As everyone knows, in June, the United Kingdom passed the BREXIT referendum (driven by British voters), voting to exit the European Union. What affect does BREXIT have on intellectual property rights in the United Kingdom and the European Union? There is a two-year process of negotiation between the UK and the EU, provided for by law, to determine the specifics of the exit. Until that process is completed, the UK remains an EU Member State. There will be no immediate change in intellectual property rights, but, once the exit has been accomplished, certain intellectual property rights will be affected.
European patents will not be affected by BREXIT. The UK was and will continue to be a member of the European Patent Convention and the Patent Cooperation Treaty. The EPC is not connected to the EU; it is a separate treaty among European nations, and the UK is a member nation. The PCT is also not connected to the EU; it is an international treaty among countries worldwide, and the UK is a member state. UK and non-UK patent applicants can continue to file their applications in the European Patent Office and designate the UK, so that they can obtain patents in the UK through the current EPO validation system.
However, BREXIT will significantly impact the EU’s new Unitary Patent and Unified Patent Court. This new system provides for a single (unitary) patent in the EU and a separate court to enforce those patents. The Unified Patent Court will handle only patent matters, including infringement and validity, and will have locations throughout Europe. The court will have the authority to issue injunctions against infringers covering all of the EU, and can revoke patents throughout the EU.
BREXIT will delay implementation of the new Unitary Patent and Unified Patent Court system, which is set to go into effect in 2017. The system is the subject of an EU initiative and agreement, which the UK and certain other countries must ratify. It is unclear whether the UK will now ratify the agreement. If the UK does not, the other EU members will have to amend the agreement or start over and draft a new agreement.
Even if the Unitary Patent and Unified Patent Court are implemented, however, the UK will not be participating, as the system is limited to members of the EU. It is possible that the UK and the EU will negotiate a resolution to this issue by which the system moves forward, but that is unclear at this point.

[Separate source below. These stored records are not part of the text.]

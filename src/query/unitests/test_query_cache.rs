use std::sync::Arc;
use std::sync::atomic::{AtomicUsize, Ordering};
use std::time::Duration;
use futures::future::{BoxFuture, FutureExt};

use crate::{
    Error,
    QueryCache,
    QueryKey,
    QueryState,
    error::Result,
};

fn fetcher(counter: &Arc<AtomicUsize>, value: Result<u32>, delay_ms: u64)
    -> impl FnOnce() -> BoxFuture<'static, Result<u32>>
{
    let counter = counter.clone();
    move || async move {
        counter.fetch_add(1, Ordering::SeqCst);
        if delay_ms > 0 {
            tokio::time::sleep(Duration::from_millis(delay_ms)).await;
        }
        value
    }.boxed()
}

fn cache() -> QueryCache<u32> {
    QueryCache::new(Duration::from_secs(60))
}

#[test]
fn test_unknown_key_is_loading() {
    let cache = cache();
    assert_eq!(cache.state(&QueryKey::contacts()), QueryState::Loading);
    assert!(!cache.is_fetching(&QueryKey::contacts()));
}

#[tokio::test]
async fn test_fresh_data_served_from_cache() {
    let cache = cache();
    let key = QueryKey::contacts();
    let counter = Arc::new(AtomicUsize::new(0));

    assert_eq!(cache.fetch(&key, fetcher(&counter, Ok(1), 0)).await, Ok(1));
    assert_eq!(cache.fetch(&key, fetcher(&counter, Ok(2), 0)).await, Ok(1));
    assert_eq!(counter.load(Ordering::SeqCst), 1);
    assert_eq!(cache.state(&key), QueryState::Ready(1));
}

#[tokio::test]
async fn test_zero_stale_time_refetches() {
    let cache = QueryCache::new(Duration::ZERO);
    let key = QueryKey::contacts();
    let counter = Arc::new(AtomicUsize::new(0));

    _ = cache.fetch(&key, fetcher(&counter, Ok(1), 0)).await;
    assert_eq!(cache.fetch(&key, fetcher(&counter, Ok(2), 0)).await, Ok(2));
    assert_eq!(counter.load(Ordering::SeqCst), 2);
}

#[tokio::test]
async fn test_concurrent_fetches_share_one_request() {
    let cache = cache();
    let key = QueryKey::contacts();
    let counter = Arc::new(AtomicUsize::new(0));

    let (a, b) = tokio::join!(
        cache.fetch(&key, fetcher(&counter, Ok(5), 20)),
        cache.fetch(&key, fetcher(&counter, Ok(6), 20)),
    );

    assert_eq!(a, Ok(5));
    assert_eq!(b, Ok(5));
    assert_eq!(counter.load(Ordering::SeqCst), 1);
    assert!(!cache.is_fetching(&key));
}

#[tokio::test]
async fn test_invalidate_forces_refetch() {
    let cache = cache();
    let key = QueryKey::contacts();
    let counter = Arc::new(AtomicUsize::new(0));

    _ = cache.fetch(&key, fetcher(&counter, Ok(1), 0)).await;
    assert_eq!(cache.invalidate(&key), 1);

    // stale data stays visible until the refetch lands
    assert_eq!(cache.state(&key), QueryState::Ready(1));
    assert_eq!(cache.fetch(&key, fetcher(&counter, Ok(2), 0)).await, Ok(2));
    assert_eq!(cache.state(&key), QueryState::Ready(2));
    assert_eq!(counter.load(Ordering::SeqCst), 2);
}

#[tokio::test]
async fn test_invalidate_while_in_flight() {
    let cache = cache();
    let key = QueryKey::contacts();
    let counter = Arc::new(AtomicUsize::new(0));

    let (first, _) = tokio::join!(
        cache.fetch(&key, fetcher(&counter, Ok(1), 30)),
        async {
            tokio::time::sleep(Duration::from_millis(5)).await;
            cache.invalidate(&key)
        },
    );
    assert_eq!(first, Ok(1));

    assert_eq!(cache.fetch(&key, fetcher(&counter, Ok(2), 0)).await, Ok(2));
    assert_eq!(counter.load(Ordering::SeqCst), 2);
}

#[tokio::test]
async fn test_failure_is_kept_without_retry() {
    let cache = cache();
    let key = QueryKey::contacts();
    let counter = Arc::new(AtomicUsize::new(0));

    let err = Error::Network("connection refused".into());
    assert!(cache.fetch(&key, fetcher(&counter, Err(err), 0)).await.is_err());
    assert_eq!(cache.state(&key), QueryState::Error("connection refused".into()));

    // reading the state again does not trigger anything
    assert!(cache.state(&key).is_error());
    assert_eq!(counter.load(Ordering::SeqCst), 1);

    // an explicit fetch (remount) tries again
    assert_eq!(cache.fetch(&key, fetcher(&counter, Ok(3), 0)).await, Ok(3));
    assert_eq!(cache.state(&key), QueryState::Ready(3));
    assert_eq!(counter.load(Ordering::SeqCst), 2);
}

#[tokio::test]
async fn test_prefix_invalidation() {
    let cache = cache();
    let counter = Arc::new(AtomicUsize::new(0));

    for key in [QueryKey::contact("1"), QueryKey::contact("2"), QueryKey::contacts()] {
        _ = cache.fetch(&key, fetcher(&counter, Ok(1), 0)).await;
    }

    assert_eq!(cache.invalidate(&QueryKey::new(["contact"])), 2);
    assert_eq!(cache.invalidate(&QueryKey::contacts()), 1);
    assert_eq!(cache.invalidate(&QueryKey::new(["groups"])), 0);

    cache.clear();
    assert!(cache.state(&QueryKey::contacts()).is_loading());
}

Of all of the types of intellectual property, European Union Trade Marks (“EUTMs”) will be the most affected by BREXIT. The EUTM is a trademark that is valid and can be enforced in all member states of the EU. Once the UK is out of the EU, the EUTM will have no effect in the UK.
The UK may adopt regulations that allow an EUTM to be automatically registered in the UK, maintaining the mark’s priority. However, because trademark rights are based on use of the mark, the owners who want protection in the UK will have to show use of the mark in the UK, and those who want protection in the EU will have to show use in the EU.
EU trademark owners should consider where their marks are being used and will be used in the future, and plan to obtain trademark registration in both the EU and UK if necessary. Because of this, it is expected that the UK Intellectual Property Office will be faced with a large increase in trademark applications, resulting in delays in registrations.
In addition, BREXIT will cause the enforcement of trademark rights to become significantly more complicated and costly. Injunctions currently in place for EUTM owners will not be valid in the UK. Owners will need to file new infringement actions in the UK courts to obtain new injunctions against infringers previously covered by an EU injunction. In the future, trademark owners will need to file two infringement actions if their mark is registered in both the UK and the EU, one action in each court system.
Lastly, EUTM owners may face challenges to their EUTMs if their sole use was in the UK. After the UK exits, these marks could be cancelled, revoked, or not renewed if they have not been used in the EU.
Copyrights will probably not be affected directly by BREXIT as copyright law in Europe is governed by the laws of each country. The UK has its own copyright laws and is also a member of various international treaties protecting copyright. Thus, rights of copyright owners in the UK will continue to be protected under both sets of laws.
One area that will likely be affected by BREXIT are laws governing internet service providers and information stored in the cloud. The EU has been developing this area of law for the last several years. At this point, however, it is uncertain whether the UK will have its own set of laws separate from the EU’s laws.
The EU has been working on a uniform trade secrets law, which will define trade secrets and provide uniform remedies. If the EU adopts the law, the UK may be required to also adopt it depending on the method by which the exit is accomplished. Again, it is uncertain how this will be resolved.
Licenses may be affected by BREXIT, depending on their terms. Licensors and licensees should review existing licenses to determine whether the defined territory covers both the EU and the UK and whether the dispute resolution procedures will be applicable to the appropriate territory. The parties may need to enter into amendments or new licenses to clarify their rights.